One surprising fact is that this is also why Delegate.BeginInvoke / EndInvoke are so slow compared to equivalent techniques like ThreadPool.QueueUserWorkItem (or UnsafeQueueUserWorkItem if you understand the security implications and want to be really efficient). The codepath for BeginInvoke / EndInvoke quickly turns into the common Message processing code of the general remoting pathway.

   I have to say I get pretty stunned when reading this, so I write a little piece of code to verify his allegation:

using System;
using System.Threading;
using System.Diagnostics;

namespace DelegatePerformance
{
    class Program
    {
        static void Main(string[] args)
        {
            ThreadStart threadStart = new ThreadStart(() => { });
            WaitCallback waitCallback = new WaitCallback(a => { });
            Stopwatch stopWatch = new Stopwatch();

            stopWatch.Start();
            for (int i = 0; i < 10000; i++)
            {
                threadStart.BeginInvoke(null, null);
            }
            stopWatch.Stop();
            Console.WriteLine("Delegate.BeinInvoke(): {0}",stopWatch.ElapsedTicks.ToString());

            stopWatch.Reset();
            stopWatch.Start();
            for (int i = 0; i < 10000; i++)
            {
                System.Threading.ThreadPool.QueueUserWorkItem(waitCallback);
            }
            stopWatch.Stop();
            Console.WriteLine("ThreadPool.QueueUserWorkItem(): {0}", stopWatch.ElapsedTicks.ToString());
        }
    }
}

And the following output is what I get when running above programme:

Delegate.BeinInvoke(): 591441
ThreadPool.QueueUserWorkItem(): 91958

From the output, there is no brainer that Delegate.BeginInvoke is way much slower than the ThreadPool.QueueUserWorkItem call.


 

2 comments:

Anonymous said...

Great post. Thanks for actually profiling instead of solely using rhetorical devices, intuition, rules of thumb, hearsay, etc, to argue performance points, as is extremely popular on Internet forums related to programming.
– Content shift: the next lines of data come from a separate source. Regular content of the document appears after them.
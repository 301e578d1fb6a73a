// libaime/src/constants.rs
//! Wire constants shared by the host framing and the chip link.

/// Host frame sync byte. Always restarts frame collection.
pub const HOST_SYNC: u8 = 0xE0;

/// Host frame escape marker. The following byte was sent as `byte - 1`.
pub const HOST_ESCAPE: u8 = 0xD0;

/// Request header: len, addr, seq, cmd, payload_len
pub const HOST_REQUEST_HEADER_LEN: usize = 5;

/// Response header: len, addr, seq, cmd, status, payload_len
pub const HOST_RESPONSE_HEADER_LEN: usize = 6;

/// Largest payload that still fits a response length byte.
pub const HOST_MAX_PAYLOAD_LEN: usize = 255 - HOST_RESPONSE_HEADER_LEN;

/// Frame assembly window measured from the sync byte (200 ms).
pub const HOST_FRAME_TIMEOUT_US: u64 = 200_000;

/// Chip frame preamble + start code: 0x00 0x00 0xFF
pub const CHIP_PREAMBLE: [u8; 3] = [0x00, 0x00, 0xFF];

/// Chip frame postamble: 0x00
pub const CHIP_POSTAMBLE: u8 = 0x00;

/// Minimal chip frame length: preamble(3) + len + lcs + dcs + postamble
pub const CHIP_MIN_FRAME_LEN: usize = 7;

/// Maximum payload length for a normal information frame
pub const CHIP_MAX_PAYLOAD_LEN: usize = 255;

/// PN532 host->chip prefix (D4) and chip->host prefix (D5)
pub const PN532_CMD_PREFIX_HOST: u8 = 0xD4;
pub const PN532_CMD_PREFIX_DEVICE: u8 = 0xD5;

/// Default 7-bit I2C address of the PN532
pub const PN532_I2C_ADDRESS: u8 = 0x24;

/// Status byte the PN532 prefixes to every I2C read once it has data.
pub const PN532_STATUS_READY: u8 = 0x01;

/// ACK frame returned after every accepted command frame
pub const PN532_ACK: [u8; 6] = [0x00, 0x00, 0xFF, 0x00, 0xFF, 0x00];

/// NACK frame asking the chip to resend its last response
pub const PN532_NACK: [u8; 6] = [0x00, 0x00, 0xFF, 0xFF, 0x00, 0x00];

/// PN532 opcodes used by this crate
pub const PN532_CMD_GET_FIRMWARE_VERSION: u8 = 0x02;
pub const PN532_CMD_SAM_CONFIGURATION: u8 = 0x14;
pub const PN532_CMD_RF_CONFIGURATION: u8 = 0x32;
pub const PN532_CMD_IN_DATA_EXCHANGE: u8 = 0x40;
pub const PN532_CMD_INLIST_PASSIVE_TARGET: u8 = 0x4A;

/// MIFARE Classic card-level commands carried by InDataExchange
pub const MIFARE_CMD_AUTH_A: u8 = 0x60;
pub const MIFARE_CMD_AUTH_B: u8 = 0x61;
pub const MIFARE_CMD_READ: u8 = 0x30;
pub const MIFARE_CMD_WRITE: u8 = 0xA0;

/// FeliCa card-level commands carried by InDataExchange
pub const FELICA_CMD_POLLING: u8 = 0x00;
pub const FELICA_CMD_READ_WITHOUT_ENCRYPTION: u8 = 0x06;
pub const FELICA_CMD_WRITE_WITHOUT_ENCRYPTION: u8 = 0x08;

/// Block list element addressing the card's own ID block. Served from
/// the cached IDm instead of the chip.
pub const FELICA_ID_BLOCK: u16 = 0x8082;
// libaime/src/protocol/responses/mod.rs

//! Decoders for the data part of chip responses (after the D5 + opcode
//! envelope has been stripped by the link).

pub mod exchange;
pub mod felica;
pub mod target;
pub mod version;

pub use exchange::{decode_exchange_status, decode_felica_exchange, decode_mifare_read};
pub use felica::{decode_felica_read, decode_felica_write};
pub use target::{FelicaTarget, MifareTarget, decode_felica_target, decode_mifare_target};
pub use version::decode_firmware_version;
use std::time::Duration;

use libaime::config::ChipConfig;
use libaime::constants::{PN532_ACK, PN532_NACK};
use libaime::device::{Pn532, Pn532Builder};
use libaime::test_support::seed_exchange;
use libaime::transport::{MockClock, MockTransport};
use libaime::utils::RetryPolicy;
use libaime::Error;

use crate::common::fixtures;

fn chip(bus: &MockTransport, clock: &MockClock) -> Pn532 {
    Pn532Builder::new()
        .with_transport(Box::new(bus.clone()))
        .with_clock(Box::new(clock.clone()))
        .build()
        .expect("transport provided")
}

#[test]
fn full_conversation_traffic() -> anyhow::Result<()> {
    crate::common::init_logging();
    let bus = MockTransport::new();
    let clock = MockClock::new();
    seed_exchange(&bus, 0x02, &[0x32, 0x01, 0x06, 0x07]);

    let mut dev = chip(&bus, &clock);
    assert_eq!(dev.firmware_version()?, 0x32010607);

    let writes = bus.writes();
    assert_eq!(writes.len(), 2);
    assert_eq!(hex::encode(&writes[0].1), "0000ff02fed4022a00");
    assert_eq!(writes[1].1, PN532_NACK.to_vec());
    // ready + ack, ready + peek, ready + frame
    assert_eq!(bus.read_count(), 6);
    assert_eq!(bus.selects(), vec![5, 5]);
    Ok(())
}

#[test]
fn channel_reselected_on_every_operation() {
    let bus = MockTransport::new();
    let clock = MockClock::new();
    seed_exchange(&bus, 0x32, &[]);
    seed_exchange(&bus, 0x32, &[]);
    let mut dev = Pn532Builder::new()
        .with_transport(Box::new(bus.clone()))
        .with_clock(Box::new(clock))
        .channel(2)
        .build()
        .unwrap();
    dev.set_rf_field(true).unwrap();
    dev.set_rf_field(false).unwrap();
    assert_eq!(bus.selects(), vec![2, 2, 2, 2]);
}

#[test]
fn not_ready_respects_policy() {
    let bus = MockTransport::new();
    let clock = MockClock::new();
    let mut dev = Pn532Builder::new()
        .with_transport(Box::new(bus.clone()))
        .with_clock(Box::new(clock.clone()))
        .ready_policy(RetryPolicy::new(3, Duration::from_millis(5)))
        .build()
        .unwrap();
    assert!(matches!(
        dev.set_rf_field(true),
        Err(Error::NotReady { attempts: 3 })
    ));
    assert_eq!(bus.read_count(), 3);
    assert_eq!(clock.now(), 10_000);
}

#[test]
fn nack_in_place_of_ack() {
    let bus = MockTransport::new();
    let clock = MockClock::new();
    bus.push_ready_frame(&PN532_NACK);
    let mut dev = chip(&bus, &clock);
    assert!(matches!(dev.poll_mifare(), Err(Error::NoAck)));
}

#[test]
fn response_for_other_opcode_is_malformed() {
    let bus = MockTransport::new();
    let clock = MockClock::new();
    bus.push_ack();
    bus.push_response(&[0xd5, 0x41, 0x00]).unwrap();
    let mut dev = chip(&bus, &clock);
    assert!(matches!(dev.poll_mifare(), Err(Error::Malformed(_))));
}

#[test]
fn seven_byte_uid_poll() {
    let bus = MockTransport::new();
    let clock = MockClock::new();
    fixtures::seed_mifare_card(&bus, &fixtures::sample_uid7());
    let mut dev = chip(&bus, &clock);
    let target = dev.poll_mifare().unwrap();
    assert_eq!(target.uid.len(), 7);
    assert_eq!(PN532_ACK.len(), 6);
}

#[test]
fn default_config_values() {
    let c = ChipConfig::default();
    assert_eq!((c.address, c.channel), (0x24, 5));
}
I profiled QueueUserWorkItem vs. UnsafeQueueUserWorkItem and here are numbers:

ThreadPool.QueueUserWorkItem(): 45881667
ThreadPool.UnsafeQueueUserWorkItem(): 28368351

ThreadPool.QueueUserWorkItem(): 55213866
ThreadPool.UnsafeQueueUserWorkItem(): 31720158

ThreadPool.QueueUserWorkItem(): 47258991
ThreadPool.UnsafeQueueUserWorkItem(): 29558070

ThreadPool.QueueUserWorkItem(): 50587812
ThreadPool.UnsafeQueueUserWorkItem(): 29996415

ThreadPool.QueueUserWorkItem(): 57517047
ThreadPool.UnsafeQueueUserWorkItem(): 26509005

UnsafeQueueUserWorkItem is approximately twice as fast as QueueUserWorkItem, at a cost of call stack security.

Anonymous said...

Geez! That's 6.4 times faster... I'd better start using threadpooling. Thanks for the advise very useful A+++!